Mas os seus próprios estudos científicos não mostraram qualquer redução na utilização de azoto pelos agricultores quando o micróbio geneticamente modificado é aplicado, diz o relatório.

O tratamento de sementes Poncho Votivo 2.0 da BASF inclui uma bactéria GM BT e também contém um inseticida conhecido por causar sérios danos aos organismos do solo, polinizadores e ecossistemas aquáticos.

A “lacuna de conhecimento” em torno dos micróbios significa que os riscos são quase incalculáveis, dizem os críticos.

A ampla distribuição geográfica dos micróbios geneticamente modificados, de acordo com o relatório, poderia alterar as relações genéticas interespécies com ervas daninhas e pragas, numa escala de ordens de magnitude maior do que com as atuais culturas geneticamente modificadas, “com consequências imprevistas e potencialmente irreparáveis”.

Por exemplo, se um novo tratamento microbiano se estabelecer permanentemente como uma espécie invasora na natureza, poderá influenciar as relações de outras espécies ou mesmo a estrutura de todo o ecossistema.

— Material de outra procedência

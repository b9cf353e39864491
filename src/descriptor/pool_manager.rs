//! Thread-safe pool of descriptor pools.

use std::collections::VecDeque;
use std::sync::Arc;
use std::sync::atomic::{AtomicU64, Ordering};

use parking_lot::Mutex;

use crate::device::{
    CompletionToken, DescriptorDevice, DescriptorPoolConfig, DescriptorPoolHandle, QueueMask,
};
use crate::errors::{FramePoolError, Result};

/// A descriptor pool owned by exactly one of: the manager's free deque, a
/// per-context allocator's active list, or the manager's pending-release
/// queue. Move-only, like [`DynamicPage`](crate::buffer::DynamicPage).
#[derive(Debug)]
pub struct DescriptorPool {
    handle: DescriptorPoolHandle,
}

impl DescriptorPool {
    /// Native pool handle.
    #[must_use]
    pub fn handle(&self) -> DescriptorPoolHandle {
        self.handle
    }
}

/// A pool discarded at frame end, awaiting retirement of the queues that may
/// still read its sets.
struct StalePoolInfo {
    pool: DescriptorPool,
    queue_mask: QueueMask,
    token: CompletionToken,
}

#[derive(Default)]
struct PoolQueues {
    /// Insertion-ordered: pools are fungible, all sharing one configuration.
    free: VecDeque<DescriptorPool>,
    /// Append-ordered, tokens non-decreasing front to back.
    stale: VecDeque<StalePoolInfo>,
    /// Exhausted pools whose retained sets rule out a reset. Held until
    /// teardown, never handed out again.
    retired: Vec<DescriptorPool>,
}

/// Thread-safe manager of identically configured descriptor pools.
///
/// Pools come back to the manager on three paths:
/// - [`Self::free_pool`] returns a pool immediately (retained-set path: sets
///   may still live in it, so it is *not* reset);
/// - [`Self::discard_pools`] parks whole per-frame pools in a pending queue
///   until [`Self::release_stale_pools`] confirms GPU completion, at which
///   point each pool is reset and re-enters the free deque;
/// - [`Self::retire_pool`] permanently shelves an exhausted pool whose
///   retained sets rule out a reset; it is destroyed at teardown.
pub struct DescriptorPoolManager {
    device: Arc<dyn DescriptorDevice>,
    name: String,
    config: DescriptorPoolConfig,
    queues: Mutex<PoolQueues>,
    created_count: AtomicU64,
}

impl DescriptorPoolManager {
    #[must_use]
    pub fn new(device: Arc<dyn DescriptorDevice>, name: &str, config: DescriptorPoolConfig) -> Self {
        Self {
            device,
            name: name.to_string(),
            config,
            queues: Mutex::new(PoolQueues::default()),
            created_count: AtomicU64::new(0),
        }
    }

    /// Pop a free pool, or create a new one with the manager's fixed
    /// configuration. Ownership transfers to the caller.
    pub fn get_pool(&self) -> Result<DescriptorPool> {
        if let Some(pool) = self.queues.lock().free.pop_front() {
            return Ok(pool);
        }
        match self.device.create_pool(&self.config) {
            Ok(handle) => {
                let n = self.created_count.fetch_add(1, Ordering::Relaxed) + 1;
                log::debug!("{}: created descriptor pool #{n}", self.name);
                Ok(DescriptorPool { handle })
            }
            Err(source) => {
                log::error!("{}: failed to create a descriptor pool: {source}", self.name);
                Err(FramePoolError::PoolCreation(source))
            }
        }
    }

    /// Return a pool straight to the free deque without resetting it.
    pub fn free_pool(&self, pool: DescriptorPool) {
        self.queues.lock().free.push_back(pool);
    }

    /// Shelve an exhausted pool whose retained sets cannot be individually
    /// freed. The pool is never handed out again; it is destroyed at
    /// teardown along with its sets.
    pub fn retire_pool(&self, pool: DescriptorPool) {
        self.queues.lock().retired.push(pool);
    }

    /// Park a batch of per-frame pools in the pending-release queue, tagged
    /// with the queues that may still read their sets and the frame's
    /// completion token. Tokens must be non-decreasing across calls.
    pub fn discard_pools(
        &self,
        pools: impl IntoIterator<Item = DescriptorPool>,
        queue_mask: QueueMask,
        token: CompletionToken,
    ) {
        let mut queues = self.queues.lock();
        debug_assert!(
            queues.stale.back().is_none_or(|back| back.token <= token),
            "completion tokens must be non-decreasing"
        );
        for pool in pools {
            queues.stale.push_back(StalePoolInfo {
                pool,
                queue_mask,
                token,
            });
        }
    }

    /// Recycle every pending pool whose token is `<= last_completed`:
    /// reset it (its sets were per-frame transients) and return it to the
    /// free deque. Stops at the first still-pending entry.
    pub fn release_stale_pools(&self, last_completed: CompletionToken) {
        let released = {
            let mut queues = self.queues.lock();
            let mut released = Vec::new();
            loop {
                let ready = queues
                    .stale
                    .front()
                    .is_some_and(|front| front.token <= last_completed);
                if !ready {
                    break;
                }
                if let Some(info) = queues.stale.pop_front() {
                    released.push(info);
                }
            }
            released
        };
        if released.is_empty() {
            return;
        }

        // Reset outside the lock; only the deque mutation is critical.
        for info in &released {
            log::trace!(
                "{}: recycling pool for queues {:?} (token {})",
                self.name,
                info.queue_mask,
                info.token
            );
            self.device.reset_pool(info.pool.handle());
        }
        let mut queues = self.queues.lock();
        queues.free.extend(released.into_iter().map(|info| info.pool));
    }

    /// Tear the manager down, destroying every pool through the device.
    ///
    /// `last_completed` must cover every token ever passed to
    /// [`Self::discard_pools`] — the device must be idled first.
    ///
    /// # Panics
    /// Panics if pools are still awaiting queue retirement.
    pub fn destroy(&self, last_completed: CompletionToken) {
        self.release_stale_pools(last_completed);
        let (free, retired) = {
            let mut queues = self.queues.lock();
            assert!(
                queues.stale.is_empty(),
                "{}: descriptor pools are still in use; the device must be idled before destroy()",
                self.name
            );
            (std::mem::take(&mut queues.free), std::mem::take(&mut queues.retired))
        };
        for pool in free.into_iter().chain(retired) {
            self.device.destroy_pool(pool.handle());
        }
        log::info!(
            "{} usage stats: {} descriptor pools created",
            self.name,
            self.created_count.load(Ordering::Relaxed)
        );
    }

    /// Pools sitting in the free deque.
    #[must_use]
    pub fn free_pool_count(&self) -> usize {
        self.queues.lock().free.len()
    }

    /// Pools awaiting queue retirement.
    #[must_use]
    pub fn pending_pool_count(&self) -> usize {
        self.queues.lock().stale.len()
    }

    /// Exhausted pools shelved until teardown.
    #[must_use]
    pub fn retired_pool_count(&self) -> usize {
        self.queues.lock().retired.len()
    }

    /// Pools created over the manager's lifetime.
    #[must_use]
    pub fn created_pool_count(&self) -> u64 {
        self.created_count.load(Ordering::Relaxed)
    }

    pub(crate) fn device(&self) -> &Arc<dyn DescriptorDevice> {
        &self.device
    }

    pub(crate) fn config(&self) -> &DescriptorPoolConfig {
        &self.config
    }
}

impl Drop for DescriptorPoolManager {
    fn drop(&mut self) {
        let queues = self.queues.get_mut();
        if !queues.stale.is_empty() {
            if std::thread::panicking() {
                log::error!(
                    "{}: dropped with {} pools still pending release",
                    self.name,
                    queues.stale.len()
                );
            } else {
                panic!(
                    "{}: dropped with pools still pending release; \
                     call destroy() after idling the device",
                    self.name
                );
            }
        }
        let free = std::mem::take(&mut queues.free);
        let retired = std::mem::take(&mut queues.retired);
        for pool in free.into_iter().chain(retired) {
            self.device.destroy_pool(pool.handle());
        }
    }
}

Os micróbios do solo também podem tornar-se agentes patogénicos humanos ou animais, e com o potencial de entrar em contato com os consumidores através do fornecimento de alimentos, “isso também levanta potenciais preocupações quanto aos impactos no bioma humano”, afirma o relatório.

Um quadro regulamentar confuso e opaco

Estes micróbios estão sendo comercializados através de um sistema regulamentar confuso, opaco e antiquado, afirma o relatório. O Departamento de Agricultura dos EUA e a Agência de Proteção Ambiental dos EUA (EPA), respectivamente, têm jurisdição sobre diferentes tipos de micróbios, e nenhum deles desenvolveu regulamentos específicos para a natureza única dos micróbios geneticamente modificados.

EPA afirma no seu website que tem oito micróbios geneticamente modificados registados, mas não há informações publicamente disponíveis sobre o que são ou se estão atualmente no mercado.

Os investigadores não conseguem encontrar tais informações, porque as empresas podem ocultar a maioria dos detalhes sobre os seus produtos dos seus registos regulamentares, alegando que se trata de “informações comerciais confidenciais”, escreveram os autores.

Depois que esses produtos são liberados no meio ambiente, não há necessidade de vigilância pós-comercialização ou testes de segurança.

Isso significa que o sistema regulamentar existente está preparado para dar luz verde de forma fácil e rápida a um número desconhecido de novos micróbios geneticamente modificados que a indústria agroquímica está desenvolvendo, sem uma avaliação minuciosa dos riscos únicos que podem representar para a saúde humana e ambiental.

A Friends of the Earth apela a um novo quadro regulamentar adequado à natureza específica destes novos organismos. Para isso, as agências teriam de reconhecer os micróbios geneticamente modificados como “novos” e exigir uma revisão e avaliação independentes dos potenciais riscos para a saúde e para o ambiente.

Dizem também que os organismos devem ser regulados pelo princípio da precaução e pela supervisão cuidadosa, e que deve haver mais transparência.